Amália Rodrigues
De ongeëvenaarde koningin van de Portugese fado, zangeres Amália Rodrigues, werd in 1920 geboren in de wijk Alfama in Lissabon; als een van de tien kinderen werd ze op eenjarige leeftijd door haar moeder in de steek gelaten en opgevoed door haar grootmoeder, die haar vormende jaren doorbracht met het verkopen van producten op straat en het werken als naaister. Tegen de wil van haar familie trad Rodrigues als tiener op als tangodanseres, en op haar 19e maakte ze haar professionele zangdebuut samen met haar zus Celeste in de modieuze nachtclub Retiro da Severa in Lissabon.
Binnen een jaar was ze een ster en verkocht ze elke avond clubs uit; in 1944 reisde ze naar Brazilië, waar ze grote menigten trok tijdens haar verblijf in het Copacabana Casino en later terugkeerde naar Rio de Janeiro om haar eerste opnames te maken. Rodrigues maakte de fado niet alleen populair in Zuid-Amerika, ze vond hem ook opnieuw uit — op briljante wijze vermengde ze de stedelijke en landelijke stijlen van Lissabon en Coimbra, ze zocht ook naar materiaal dat veel verder ging dan de traditionele verhalen van mislukte romantiek om in plaats daarvan de diepste crises van de ziel en de geest te verkennen, en leverde voorstellingen af die ongeëvenaard waren in hun fatalistische kracht en beklijvende schoonheid.
Omdat Rodrigues’ manager, José de Melo, geloofde dat haar fans niet meer naar haar live optredens zouden komen als ze haar opnames konden kopen, ging ze pas in 1951 naar een Portugese opnamestudio.
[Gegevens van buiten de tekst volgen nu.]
//! HTTP surface for platform extensions
//!
//! Provides the install / auth / uninstall / auto-install routes, the webhook
//! route, middleware for platform and storefront proxy routes, and
//! [`setup_fdk`] to wire them together.

pub mod config;
pub mod error;
pub mod handlers;
pub mod middleware;
pub mod routes;
pub mod setup;
pub mod state;

pub use error::ApiError;
pub use middleware::{ApplicationData, FdkSession, UserData};
pub use setup::{setup_fdk, setup_with_catalog, FdkClient, FdkConfig};
pub use state::{FdkState, OAuthFactory};
impl RegistryState {
    fn webhook_url(&self) -> String {
        join_url(&self.context.base_url, &self.api_path)
    }

    fn desired_event_ids(&self) -> Vec<i64> {
        let ids: BTreeSet<i64> = self
            .handlers
            .iter()
            .filter_map(|(key, entry)| {
                self.event_ids
                    .get(&format!("{}/{}", key, entry.version))
                    .copied()
            })
            .collect();
        ids.into_iter().collect()
    }

    fn event_names(&self, ids: &[i64]) -> Vec<String> {
        ids.iter()
            .filter_map(|id| {
                self.event_ids
                    .iter()
                    .find(|(_, v)| *v == id)
                    .map(|(k, _)| k.clone())
            })
            .collect()
    }

    fn new_subscriber(&self, company_id: i64, enable_webhooks: Option<bool>) -> SubscriberConfig {
        let mut config = SubscriberConfig {
            name: self.context.api_key.clone(),
            webhook_url: self.webhook_url(),
            status: SubscriberStatus::from_enabled(enable_webhooks.unwrap_or(true)),
            auth_meta: Some(AuthMeta::hmac(self.context.api_secret.clone())),
            event_id: self.desired_event_ids(),
            email_id: Some(self.notification_email.clone()),
            ..Default::default()
        };
        config.association.company_id = Some(company_id);
        config.association.criteria = Some(self.saleschannel.criteria(&[]));
        config
    }

    /// Bring the tracked fields of a remote config in line; true if any changed
    fn reconcile(&self, remote: &mut SubscriberConfig, enable_webhooks: Option<bool>) -> bool {
        let mut changed = false;

        let secret_matches = remote
            .auth_meta
            .as_ref()
            .is_some_and(|meta| meta.secret == self.context.api_secret);
        if !secret_matches {
            match remote.auth_meta.as_mut() {
                Some(meta) => meta.secret = self.context.api_secret.clone(),
                None => remote.auth_meta = Some(AuthMeta::hmac(self.context.api_secret.clone())),
            }
            changed = true;
        }

        let desired_status = match enable_webhooks {
            Some(enabled) => Some(SubscriberStatus::from_enabled(enabled)),
            None if remote.status == SubscriberStatus::Unknown => Some(SubscriberStatus::Active),
            None => None,
        };
        if let Some(status) = desired_status {
            if remote.status != status {
                debug!("Webhook status updated from {:?} to {:?}", remote.status, status);
                remote.status = status;
                changed = true;
            }
        }

        let criteria = self.saleschannel.criteria(&remote.association.application_id);
        if remote.association.criteria != Some(criteria) {
            if criteria == AssociationCriteria::All {
                remote.association.application_id.clear();
            }
            debug!(
                "Webhook association criteria updated from {:?} to {}",
                remote.association.criteria,
                criteria.as_str()
            );
            remote.association.criteria = Some(criteria);
            changed = true;
        }

        if remote.email_id.as_deref() != Some(self.notification_email.as_str()) {
            debug!(
                "Webhook notification email updated from {:?} to {}",
                remote.email_id, self.notification_email
            );
            remote.email_id = Some(self.notification_email.clone());
            changed = true;
        }

        let url = self.webhook_url();
        if remote.webhook_url != url {
            debug!("Webhook url updated from {} to {}", remote.webhook_url, url);
            remote.webhook_url = url;
            changed = true;
        }

        changed
    }
}
//! Webhook integration for platform extensions
//!
//! This crate keeps an extension's webhook subscriptions in line with its
//! configuration and routes inbound deliveries:
//! - Subscriber reconciliation: register or update per company
//! - Sales channel scoping: enable or disable delivery per application
//! - Inbound events: HMAC verification and handler dispatch

pub mod models;
pub mod platform;
pub mod webhook;

pub use models::*;
pub use platform::{EventCatalog, WebhookApi};
pub use webhook::{
    compute_signature, handler_fn, EventMapEntry, RegistryContext, SalesChannelScope, SyncOutcome,
    WebhookConfig, WebhookDelivery, WebhookDispatch, WebhookHandler, WebhookRegistry,
};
Ze bracht een handvol platen uit op het Melodia label voordat ze het jaar daarop overstapte naar het Valentim de Carvalho imprint. Na de Tweede Wereldoorlog begon ze met tournees buiten Zuid-Amerika, en in 1956 scoorde ze een internationale hit met “Coimbra”, live opgenomen in het Parijse Olympia Theater.
In totaal maakte Rodrigues meer dan 170 albums en speelde ze zelfs in een aantal speelfilms, waardoor ze haar aantrekkingskracht behield zelfs nadat de populariteit van de fado zelf begon af te nemen in de jaren 1960. Ze bleef toeren tot ver na haar 70ste verjaardag en ging pas met pensioen nadat ze een operatie had ondergaan; ze bracht de laatste jaren van haar leven door als kluizenares en maakte haar laatste publieke optreden bij de opening van de Expo van Lissabon in 1998. Rodrigues overleed op 6 oktober 1999 op 79-jarige leeftijd. Toen hij het nieuws van haar overlijden vernam, gelastte de Portugese premier Antonio Guterres drie dagen van nationale rouw en verklaarde haar tot “de stem van Portugal”.